En bref, nous avons continué à chercher, à enquêter à l’image des protagonistes du roman-feuilleton de Barbara Kadabra. L’enquête avance, des messages s’échangent et des liens se font progressivement (j’ai hâte !) ; on trouve également des messages dans le dernier dreamscape de Mary Shaw et l’enquête vient un moment se substituer à la fable dans « La cage et le pinson bleu » : que faire du chat qui a blessé l’oiseau ? Rien n’est laissé de côté, tout est soulevé : du nom de nos rides (Noémie Bys), en passant par ce dont nos nuits sont faites (Tiphaine Pocquet et Jennifer Pays) et ce que cachent nos monstres (Noémie Bys et Boris Verberk), l’abécédaire va dans les recoins de nos vies, inventaire baroque. Des silhouettes plus ou moins connues qui nous ressemblent apparaissent aussi dans les saynètes : celle de la cheffe de Marie NDiaye (Gilbert Cabasso), celle de Gatsby (André Bayrou), celles de Sabina et de Tomas (Mathilde Faugère), celles des buveurs de café de Constantinople et d’aujourd’hui (Tiphaine Pocquet et Antoine Galland, autour d’un café, et d’un texte). L’enquête, celle de savoir ce que la littérature nous fait, passe par ces figures, à qui nous empruntons, et les exergues reprennent la question de la transitionnalité en multipliant les réponses : il s’agit de privilégier la transition à la substitution du même au même pour Brice Tabeling avec Monique David-Ménard. En fait il s’agit finalement d’arrêter d’attendre, et de s’entrainer, comme Balzac et Benoit Autiquet, à « “formuler ses pensées en paroles”, et, mieux, à formuler des paroles qui surprendront ses pensées ».

 

Bonne lecture !



 

 

 

 

 

 





 

 

 

Brice Tabeling

 

 

 

 

 

 

 

 

 

 

 

 

 

 

 

 

 

 

 

 

 

 

 

 

 

 

 

 


Janvier-février 2017

 

« Irrésistibles équivoques »

La définition d'« Histoire » de François Cornilliat est une série incroyable d’élévations réflexives. Le point de départ est pourtant un de ces problèmes où, souvent, la pensée s’immobilise dangereusement : l’équivoque histoire/Histoire dans laquelle ont pu s’abîmer les excès du linguistic turn et ceux de la déconstruction et dont se nourrissent, pour nous stupéfier, négationnismes et complotismes. Mais l’équivoque n’est en aucun cas, pour François Cornilliat, source de pétrification ; déployée dans toute sa puissance ambivalente, elle devient à l’inverse le moteur même de la réflexion, la difficulté à laquelle la pensée ne cesse de s’arracher pour en tirer l’énergie qui lui permet de continuer à avancer. On progresse ainsi d’écueil en écueil, de crise en crise : double valeur des origines latines du terme, autofiction, journalisme fictionnel, stories-témoignage et stories de la propagande trumpienne, grand récit et petit storytelling composent une spirale ascendante qui débouche, ultime fulgurance, sur le concept d’expérience qu’on n’envisagera surtout pas alors comme un dépassement mais bien plutôt comme une avancée portant la mémoire des obstacles rencontrés, ou encore : comme un pas gagné.

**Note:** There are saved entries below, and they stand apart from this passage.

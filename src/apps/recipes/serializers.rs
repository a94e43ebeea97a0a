//! Recipe, tag and ingredient serializers
//!
//! Write payloads are validated field by field from the raw JSON object so
//! that every offending field is reported at once. `partial` mirrors
//! `PATCH`: absent fields are left alone. Without it (`POST`, `PUT`) absent
//! optional fields fall back to their defaults and absent tag or ingredient
//! lists clear the associations.
//!
//! Read-only keys (`id`, `user`, `image`) are accepted and ignored.

use rust_decimal::Decimal;
use serde::{Deserialize, Serialize};
use serde_json::{Map, Value};
use validator::Validate;

use crate::apps::recipes::models::{Ingredient, Label, NewRecipe, Recipe, Tag};
use crate::core::exception::{Result, ValidationErrors};

pub const MAX_LENGTH: usize = 255;
const PRICE_MAX_DIGITS: u32 = 5;
const PRICE_DECIMAL_PLACES: u32 = 2;

const REQUIRED: &str = "This field is required.";
const NOT_NULL: &str = "This field may not be null.";
const NOT_BLANK: &str = "This field may not be blank.";

/// Reference to a tag or ingredient inside a recipe payload
#[derive(Debug, Clone, PartialEq, Eq)]
pub enum LabelRef {
	/// An existing record of the caller
	Id(i64),
	/// Looked up by name among the caller's records, created if missing
	Named(String),
}

/// Validated recipe write
#[derive(Debug, Clone, Default, PartialEq, Eq)]
pub struct RecipeInput {
	pub title: Option<String>,
	pub time_minutes: Option<i32>,
	pub price: Option<Decimal>,
	pub description: Option<String>,
	pub link: Option<String>,
	pub tags: Option<Vec<LabelRef>>,
	pub ingredients: Option<Vec<LabelRef>>,
}

impl RecipeInput {
	/// Validates a JSON object
	///
	/// # Examples
	///
	/// ```
	/// use recipe_app::apps::recipes::serializers::{LabelRef, RecipeInput};
	/// use serde_json::json;
	///
	/// let payload = json!({"title": "Soup", "time_minutes": 5, "price": "5.5", "tags": [{"name": "Thai"}, 3]});
	/// let input = RecipeInput::validate(payload.as_object().unwrap(), false).unwrap();
	///
	/// assert_eq!(input.price.unwrap().to_string(), "5.50");
	/// assert_eq!(input.description.as_deref(), Some(""));
	/// assert_eq!(
	///     input.tags.unwrap(),
	///     vec![LabelRef::Named("Thai".into()), LabelRef::Id(3)]
	/// );
	/// assert_eq!(input.ingredients, Some(vec![]));
	/// ```
	pub fn validate(data: &Map<String, Value>, partial: bool) -> Result<Self> {
		let mut errors = ValidationErrors::new();
		let mut input = RecipeInput::default();

		let field = |name: &str, errors: &mut ValidationErrors| -> Option<Value> {
			match data.get(name) {
				None => {
					if !partial {
						errors.add(name, REQUIRED);
					}
					None
				}
				Some(Value::Null) => {
					errors.add(name, NOT_NULL);
					None
				}
				Some(value) => Some(value.clone()),
			}
		};

		if let Some(value) = field("title", &mut errors) {
			input.title = collect(&mut errors, "title", validate_text(&value, true));
		}
		if let Some(value) = field("time_minutes", &mut errors) {
			input.time_minutes = collect(&mut errors, "time_minutes", validate_time(&value));
		}
		if let Some(value) = field("price", &mut errors) {
			input.price = collect(&mut errors, "price", validate_price(&value));
		}

		for (name, slot) in [
			("description", &mut input.description),
			("link", &mut input.link),
		] {
			match data.get(name) {
				None if !partial => *slot = Some(String::new()),
				None => {}
				Some(Value::Null) => errors.add(name, NOT_NULL),
				Some(value) => {
					let max = (name == "link").then_some(MAX_LENGTH);
					*slot = collect(&mut errors, name, validate_optional_text(value, max));
				}
			}
		}

		for (name, slot) in [
			(Tag::FIELD_NAME, &mut input.tags),
			(Ingredient::FIELD_NAME, &mut input.ingredients),
		] {
			*slot = match data.get(name) {
				None if !partial => Some(Vec::new()),
				None => None,
				Some(Value::Null) => {
					errors.add(name, NOT_NULL);
					None
				}
				Some(value) => collect(&mut errors, name, validate_label_refs(value)),
			};
		}

		errors.into_result()?;
		Ok(input)
	}

	/// Fields for a new recipe; only valid after a non-partial validation
	pub fn into_new_recipe(self) -> Option<(NewRecipe, Vec<LabelRef>, Vec<LabelRef>)> {
		let fields = NewRecipe {
			title: self.title?,
			time_minutes: self.time_minutes?,
			price: self.price?.to_string(),
			description: self.description.unwrap_or_default(),
			link: self.link.unwrap_or_default(),
		};
		Some((
			fields,
			self.tags.unwrap_or_default(),
			self.ingredients.unwrap_or_default(),
		))
	}

	/// Copies every supplied scalar field onto `recipe`
	pub fn apply_to(&self, recipe: &mut Recipe) {
		if let Some(title) = &self.title {
			recipe.set_title(title.clone());
		}
		if let Some(time_minutes) = self.time_minutes {
			recipe.set_time_minutes(time_minutes);
		}
		if let Some(price) = self.price {
			recipe.set_price(price.to_string());
		}
		if let Some(description) = &self.description {
			recipe.set_description(description.clone());
		}
		if let Some(link) = &self.link {
			recipe.set_link(link.clone());
		}
	}
}

fn collect<T>(
	errors: &mut ValidationErrors,
	field: &str,
	result: std::result::Result<T, String>,
) -> Option<T> {
	match result {
		Ok(value) => Some(value),
		Err(message) => {
			errors.add(field, message);
			None
		}
	}
}

fn validate_text(value: &Value, required: bool) -> std::result::Result<String, String> {
	let Value::String(text) = value else {
		return Err("Not a valid string.".to_string());
	};
	let text = text.trim();
	if required && text.is_empty() {
		return Err(NOT_BLANK.to_string());
	}
	if text.chars().count() > MAX_LENGTH {
		return Err(format!(
			"Ensure this field has no more than {} characters.",
			MAX_LENGTH
		));
	}
	Ok(text.to_string())
}

fn validate_optional_text(value: &Value, max: Option<usize>) -> std::result::Result<String, String> {
	let Value::String(text) = value else {
		return Err("Not a valid string.".to_string());
	};
	if let Some(max) = max
		&& text.chars().count() > max
	{
		return Err(format!("Ensure this field has no more than {} characters.", max));
	}
	Ok(text.clone())
}

fn validate_time(value: &Value) -> std::result::Result<i32, String> {
	let invalid = || "A valid integer is required.".to_string();
	let number = match value {
		Value::Number(number) => number
			.as_i64()
			.or_else(|| number.as_f64().filter(|f| f.fract() == 0.0).map(|f| f as i64))
			.ok_or_else(invalid)?,
		Value::String(text) => text.trim().parse::<i64>().map_err(|_| invalid())?,
		_ => return Err(invalid()),
	};
	if number < 0 {
		return Err("Ensure this value is greater than or equal to 0.".to_string());
	}
	i32::try_from(number)
		.map_err(|_| format!("Ensure this value is less than or equal to {}.", i32::MAX))
}

/// Parses a price given as a string or a JSON number
///
/// At most 5 digits in total and 2 decimal places as written, so `1.230` is
/// rejected like `1.234`; the result is rescaled to two places so `5.5` is
/// stored and rendered as `5.50`.
pub fn validate_price(value: &Value) -> std::result::Result<Decimal, String> {
	let invalid = || "A valid number is required.".to_string();
	let raw = match value {
		Value::Number(number) => number.to_string(),
		Value::String(text) => text.trim().to_string(),
		_ => return Err(invalid()),
	};
	let mut price: Decimal = raw.parse().map_err(|_| invalid())?;

	if price.is_sign_negative() && !price.is_zero() {
		return Err("Ensure this value is greater than or equal to 0.".to_string());
	}
	if price.scale() > PRICE_DECIMAL_PLACES {
		return Err(format!(
			"Ensure that there are no more than {} decimal places.",
			PRICE_DECIMAL_PLACES
		));
	}
	let whole_digits = price.trunc().abs().to_string().trim_start_matches('0').len() as u32;
	if whole_digits > PRICE_MAX_DIGITS - PRICE_DECIMAL_PLACES {
		return Err(format!(
			"Ensure that there are no more than {} digits before the decimal point.",
			PRICE_MAX_DIGITS - PRICE_DECIMAL_PLACES
		));
	}

	price = price.abs();
	price.rescale(PRICE_DECIMAL_PLACES);
	Ok(price)
}

fn validate_label_refs(value: &Value) -> std::result::Result<Vec<LabelRef>, String> {
	let Value::Array(items) = value else {
		return Err("Expected a list of items.".to_string());
	};

	let mut refs = Vec::with_capacity(items.len());
	for item in items {
		let label = match item {
			Value::Number(number) => number
				.as_i64()
				.map(LabelRef::Id)
				.ok_or_else(|| format!("Incorrect type. Expected pk value, received {}.", number))?,
			Value::Object(object) => match object.get("name") {
				Some(Value::String(name)) => LabelRef::Named(validate_label_name(name)?),
				Some(_) => return Err("name: Not a valid string.".to_string()),
				None => return Err(format!("name: {}", REQUIRED)),
			},
			other => {
				return Err(format!(
					"Incorrect type. Expected pk value or object, received {}.",
					json_type(other)
				));
			}
		};
		if !refs.contains(&label) {
			refs.push(label);
		}
	}
	Ok(refs)
}

fn validate_label_name(name: &str) -> std::result::Result<String, String> {
	let name = name.trim();
	if name.is_empty() {
		return Err(format!("name: {}", NOT_BLANK));
	}
	if name.chars().count() > MAX_LENGTH {
		return Err(format!(
			"name: Ensure this field has no more than {} characters.",
			MAX_LENGTH
		));
	}
	Ok(name.to_string())
}

fn json_type(value: &Value) -> &'static str {
	match value {
		Value::Null => "null",
		Value::Bool(_) => "bool",
		Value::Number(_) => "number",
		Value::String(_) => "str",
		Value::Array(_) => "list",
		Value::Object(_) => "dict",
	}
}

/// `PUT`/`PATCH` body for a tag or ingredient
#[derive(Debug, Default, Deserialize, Validate)]
pub struct LabelUpdateRequest {
	#[validate(length(
		min = 1,
		max = 255,
		message = "Ensure this field is not blank and has no more than 255 characters."
	))]
	pub name: Option<String>,
}

#[derive(Debug, Clone, Serialize, Deserialize, PartialEq, Eq)]
pub struct LabelResponse {
	pub id: i64,
	pub name: String,
}

impl LabelResponse {
	pub fn new<L: Label>(label: &L) -> Self {
		Self {
			id: label.label_id(),
			name: label.label_name().to_string(),
		}
	}
}

/// List representation: scalar fields and label ids
#[derive(Debug, Clone, Serialize, Deserialize, PartialEq, Eq)]
pub struct RecipeSummary {
	pub id: i64,
	pub title: String,
	pub time_minutes: i32,
	pub price: String,
	pub tags: Vec<i64>,
	pub ingredients: Vec<i64>,
}

impl RecipeSummary {
	pub fn new(recipe: &Recipe, tags: Vec<i64>, ingredients: Vec<i64>) -> Self {
		Self {
			id: recipe.id(),
			title: recipe.title().clone(),
			time_minutes: recipe.time_minutes(),
			price: recipe.price().clone(),
			tags,
			ingredients,
		}
	}
}

/// Detail representation with nested labels and the image URL
#[derive(Debug, Clone, Serialize, Deserialize, PartialEq, Eq)]
pub struct RecipeDetail {
	pub id: i64,
	pub title: String,
	pub time_minutes: i32,
	pub price: String,
	pub description: String,
	pub link: String,
	pub image: Option<String>,
	pub tags: Vec<LabelResponse>,
	pub ingredients: Vec<LabelResponse>,
}

impl RecipeDetail {
	pub fn new(
		recipe: &Recipe,
		image_url: Option<String>,
		tags: &[Tag],
		ingredients: &[Ingredient],
	) -> Self {
		Self {
			id: recipe.id(),
			title: recipe.title().clone(),
			time_minutes: recipe.time_minutes(),
			price: recipe.price().clone(),
			description: recipe.description().clone(),
			link: recipe.link().clone(),
			image: image_url,
			tags: tags.iter().map(LabelResponse::new).collect(),
			ingredients: ingredients.iter().map(LabelResponse::new).collect(),
		}
	}
}

/// Response of the image upload
#[derive(Debug, Clone, Serialize, Deserialize, PartialEq, Eq)]
pub struct RecipeImageResponse {
	pub id: i64,
	pub image: Option<String>,
}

« Tenir le pas gagné », l’expression est empruntée par Patrice Loraux à Rimbaud dans son ouvrage Le Tempo de la pensée et, comme de nombreux passages de son oeuvre, elle accompagne Transitions depuis ses débuts. Elle souligne à quel point l’obstacle, la difficulté, le hiatus ou l’aporie sont des composantes nécessaires, et peut-être vitales, du mouvement lancé en 2010 par Hélène Merlin-Kajman. L’actualité politique et internationale rend, me semble-t-il, d’autant plus nécessaire ce type de démarche, saccadée mais énergique, que les envies de fuite et d’esquive, ou – ce qui revient un peu au même – de résolutions tranquilles et sans perte (les « harmonies continuées » de Loraux) se font plus fortes. La livraison de ces derniers mois témoigne, quoi qu’il en soit, d’une accentuation de cette approche (figure ? éthique ? tempo ?) intellectuelle qui s’inscrit à même l’écriture ou les images, en leurs multiples formes, des 41 publications proposées depuis décembre.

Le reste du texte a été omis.